Der Tod als ständiger Begleiter
Was früher Panik ausgelöst hätte, ist heute eine Art stiller Begleiter. Lewina spricht vom Tod wie von einem alten Bekannten, der neben ihr hergeht. "Ich habe keine Ahnung, wann du kommst. Aber wenn du da bist, habe ich vorher wenigstens intensiv gelebt." Dabei geht es ihr nicht um große Ziele oder eine sogenannte Bucketlist. "Diese Listen macht man doch nur, wenn man sich sonst nicht lebendig fühlt, wenn man nicht das gute Leben führt, das man eigentlich führen möchte."
Was für Lewina zählt, ist das Hier und Jetzt: ehrliche Beziehungen, Klarheit, keine kleinen Lügen oder Höflichkeiten als soziale "Schmiermasse" mehr. Auch ihre Ehe hat sie hinterfragt und verändert. Sie und der Vater ihres Sohnes sind heute kein Paar mehr, aber als Eltern gute Freunde geblieben. "Das war eine Konsequenz daraus, dass ich mein Leben überdacht habe: Wie will ich eigentlich leben und wo will ich hin?"
Katja Lewinas Meinung zum Longevity-Trend
Auf den sogenannten Longevity-Trend, bei dem Menschen alles dafür tun, um möglichst alt zu werden, blickt Lewina mit Skepsis. Auch, weil sie selbst so lange dachte, mit Sport und Disziplin dem Tod ein Schnippchen schlagen zu können. Jedoch: "Ich habe die einzige Herzerkrankung, bei der man keinen Sport machen darf - und dachte immer, ich tue mir was Gutes."
Den Tod verhindern könne man sowieso nicht.
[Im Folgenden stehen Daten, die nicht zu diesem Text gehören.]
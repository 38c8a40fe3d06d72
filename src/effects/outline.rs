use crate::effects::model::{OutlineParams, OutlineStyle};
use crate::scene::model::{LineCap, LineJoin, Outline, Paint, PaintOrder, Scene, Style};

/// Stroke every outline behind its fill.
///
/// The stroke takes the fill color, falling back to the existing stroke color and then to the
/// scene foreground. Geometry is unchanged.
pub fn outline(scene: &Scene, params: &OutlineParams) -> Scene {
    let (line_join, line_cap) = match params.style {
        OutlineStyle::Round => (LineJoin::Round, LineCap::Round),
        OutlineStyle::Square => (LineJoin::Miter, LineCap::Square),
    };

    scene.map_outlines(|o| {
        let stroke = if !o.style.fill.is_none() {
            o.style.fill.clone()
        } else if !o.style.stroke.is_none() {
            o.style.stroke.clone()
        } else {
            Paint::color(scene.foreground.clone())
        };
        Outline {
            commands: o.commands.clone(),
            style: Style {
                fill: o.style.fill.clone(),
                stroke,
                stroke_width: params.thickness,
                line_join,
                line_cap,
                paint_order: PaintOrder::StrokeFill,
            },
        }
    })
}

#[cfg(test)]
#[path = "../../tests/unit/effects/outline.rs"]
mod tests;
Und Unsterblichkeit, so glaubt sie, wäre kein Gewinn. "Wir brauchen das Ende - die Deadline. Als schreibende Person weiß ich, wie wichtig diese ist. Um überhaupt zu etwas zu kommen, um Dinge wirklich zu genießen, um zu spüren: Okay, jetzt, einmal, und nie wieder. Darin liegt eine große Qualität." Diese Erkenntnis hat Katja Lewina nicht nur in Worte gefasst - sie lebt sie.